Un silence subit suivit cet appel.

— Non ; pourquoi parler de l’amour ? dit Bazarof ; occupons nous plutôt de madame Odintsof. C’est bien ainsi qu’elle se nomme, n’est-ce pas ? qu’est-ce que cette dame ?

— Elle est divine ! divine ! s’écria Sitnikof. Je vous présenterai à elle. Elle est spirituelle, riche et veuve. Malheureusement elle n’est pas encore assez développée ; il faudrait qu’elle se rapprochât un peu plus de notre Evdoxia. Je bois à votre santé, Evdoxia ! trinquons ! et toc, et toc, et tin, tin, tin, et toc, et toc, et tin, tin, tin !!!

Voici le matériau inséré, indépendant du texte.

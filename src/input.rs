//! Input injection seam and keyboard sequence handling.
//!
//! Event delivery is platform plumbing behind [`InputDriver`]. This module
//! owns the key vocabulary (`<Ctrl>`, `<F5>`, ...) and the press/hold/release
//! policy used when typing chords.

use crate::search::Point;
use crate::util::ScreenMatchResult;
use std::thread;
use std::time::Duration;

/// How long chord modifiers are held before release.
pub const DEFAULT_KEY_HOLD: Duration = Duration::from_millis(400);

/// Named keys that can appear as `<Name>` in a key sequence.
#[derive(Clone, Copy, Debug, PartialEq, Eq, Hash)]
pub enum SpecialKey {
    Ctrl,
    Shift,
    Alt,
    Meta,
    Tab,
    Super,
    Fn,
    PgUp,
    PgDn,
    Delete,
    Home,
    Esc,
    F(u8),
    Enter,
}

impl SpecialKey {
    /// Parses a bracketed name such as `<Ctrl>` or `<F11>`.
    pub fn from_name(name: &str) -> Option<Self> {
        let inner = name.strip_prefix('<')?.strip_suffix('>')?;
        let key = match inner {
            "Ctrl" => Self::Ctrl,
            "Shift" => Self::Shift,
            "Alt" => Self::Alt,
            "Meta" => Self::Meta,
            "Tab" => Self::Tab,
            "Super" => Self::Super,
            "Fn" => Self::Fn,
            "PgUp" => Self::PgUp,
            "PgDn" => Self::PgDn,
            "Delete" => Self::Delete,
            "Home" => Self::Home,
            "Esc" => Self::Esc,
            "Enter" => Self::Enter,
            other => {
                let n: u8 = other.strip_prefix('F')?.parse().ok()?;
                if !(1..=12).contains(&n) {
                    return None;
                }
                Self::F(n)
            }
        };
        Some(key)
    }

    /// X11 keycode on a standard pc105 layout.
    pub fn keycode(self) -> u32 {
        match self {
            Self::Ctrl => 37,
            Self::Shift => 50,
            Self::Alt => 64,
            Self::Meta | Self::Super => 133,
            Self::Tab => 23,
            Self::Fn => 151,
            Self::PgUp => 112,
            Self::PgDn => 117,
            Self::Delete => 119,
            Self::Home => 110,
            Self::Esc => 9,
            Self::Enter => 36,
            Self::F(n @ 1..=10) => 66 + n as u32,
            Self::F(11) => 95,
            Self::F(_) => 96,
        }
    }
}

/// One element of a key sequence.
#[derive(Clone, Debug, PartialEq, Eq)]
pub enum KeyToken {
    Text(String),
    Key(SpecialKey),
}

/// Splits `"<Ctrl><Shift>t"` into special keys and literal text.
///
/// Bracketed names that are not known keys stay literal.
pub fn parse_key_sequence(input: &str) -> Vec<KeyToken> {
    let mut tokens = Vec::new();
    let mut text = String::new();
    let mut rest = input;

    while !rest.is_empty() {
        if rest.starts_with('<') {
            if let Some(end) = rest.find('>') {
                if let Some(key) = SpecialKey::from_name(&rest[..=end]) {
                    if !text.is_empty() {
                        tokens.push(KeyToken::Text(std::mem::take(&mut text)));
                    }
                    tokens.push(KeyToken::Key(key));
                    rest = &rest[end + 1..];
                    continue;
                }
            }
        }
        let mut chars = rest.chars();
        if let Some(ch) = chars.next() {
            text.push(ch);
        }
        rest = chars.as_str();
    }

    if !text.is_empty() {
        tokens.push(KeyToken::Text(text));
    }
    tokens
}

/// Platform backend that injects pointer and keyboard events.
pub trait InputDriver {
    fn click(&mut self, at: Point) -> ScreenMatchResult<()>;
    fn right_click(&mut self, at: Point) -> ScreenMatchResult<()>;
    fn double_click(&mut self, at: Point) -> ScreenMatchResult<()>;
    /// Moves the pointer without pressing a button.
    fn hover(&mut self, at: Point) -> ScreenMatchResult<()>;
    fn type_char(&mut self, ch: char) -> ScreenMatchResult<()>;
    fn press_key(&mut self, key: SpecialKey) -> ScreenMatchResult<()>;
    fn release_key(&mut self, key: SpecialKey) -> ScreenMatchResult<()>;
}

/// Types a key sequence.
///
/// Text is typed character by character. Special keys are pressed as they
/// appear and stay down; once the whole sequence is sent they are held for
/// `hold` and released in reverse order. A sequence without special keys
/// never sleeps. If sending fails, every key already pressed is still released
/// and the first error is returned.
pub fn type_text<D: InputDriver + ?Sized>(
    driver: &mut D,
    tokens: &[KeyToken],
    hold: Duration,
) -> ScreenMatchResult<()> {
    let mut held = Vec::new();
    let sent = send_tokens(driver, tokens, &mut held);
    if sent.is_ok() && !held.is_empty() {
        thread::sleep(hold);
    }

    let mut released = Ok(());
    for key in held.into_iter().rev() {
        if let Err(err) = driver.release_key(key) {
            released = released.and(Err(err));
        }
    }
    sent.and(released)
}

fn send_tokens<D: InputDriver + ?Sized>(
    driver: &mut D,
    tokens: &[KeyToken],
    held: &mut Vec<SpecialKey>,
) -> ScreenMatchResult<()> {
    for token in tokens {
        match token {
            KeyToken::Text(text) => {
                for ch in text.chars() {
                    driver.type_char(ch)?;
                }
            }
            KeyToken::Key(key) => {
                driver.press_key(*key)?;
                held.push(*key);
            }
        }
    }
    Ok(())
}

— Victor, vous êtes un mauvais sujet.

Le déjeuner se prolongea encore longtemps. La première bouteille de champagne fut suivie d’une seconde, d’une troisième, et même d’une quatrième… Evdoxia bavardait sans interruption ; Sitnikof lui tenait tête. Ils discutèrent longtemps sur ce que c’est que le mariage, si c’est un préjugé ou un crime ; ils examinèrent la question de savoir si les hommes naissaient ou non avec les mêmes dispositions, et en quoi consiste à proprement parler l’individualité. Les choses en vinrent au point qu’Evdoxia, les joues enflammées par le vin et frappant de ses ongles aplatis les touches de son piano discord, commença à chanter d’une voix enrouée d’abord des chansons bohémiennes, puis la romance de Seimour-Chiff : Grenade rêve endormie. Sitnikof, la tête entourée d’une écharpe, se mit à représenter l’amoureux transi ; lorsque la chanteuse prononça ces paroles :

Dans mes baisers brûlants
Mes lèvres s’unissent aux tiennes,

Arcade ne put se contenir plus longtemps. « Messieurs,

dit-il à haute voix, cela commence à rappeler un peu Bedlam. » Bazarof, qui s’était borné à jeter de temps à autre dans la conversation un mot railleur, s’occupait principalement du champagne ; il laissa échapper un bâillement prolongé, se leva, et sortit avec Arcade, sans prendre congé. Sitnikof s’élança sur leurs pas.

— Eh bien ! eh bien ! leur demanda-t-il en courant de l’un à l’autre d’un air obséquieux, je vous avais bien dit que c’était une personnalité remarquable ! Voilà les femmes qu’il nous faudrait ; c’est, dans son genre, un phénomène d’une haute moralité.

— Cet établissement de ton père est-il aussi d’une haute moralité ? lui répondit Bazarof en montrant du doigt un cabaret devant lequel ils passaient en ce moment.

Sitnikof poussa le rire forcé qui lui était habituel. Il rougissait de son extraction, et ne savait s’il devait paraître flatté ou offensé du tutoiement inattendu de Bazarof.



  1. Paysan remplissant les fonctions de maire.
  2. Manuscrit du dix-septième siècle attribué au moine Sylvestre, et donnant des détails fort curieux sur les mœurs domestiques de cette époque.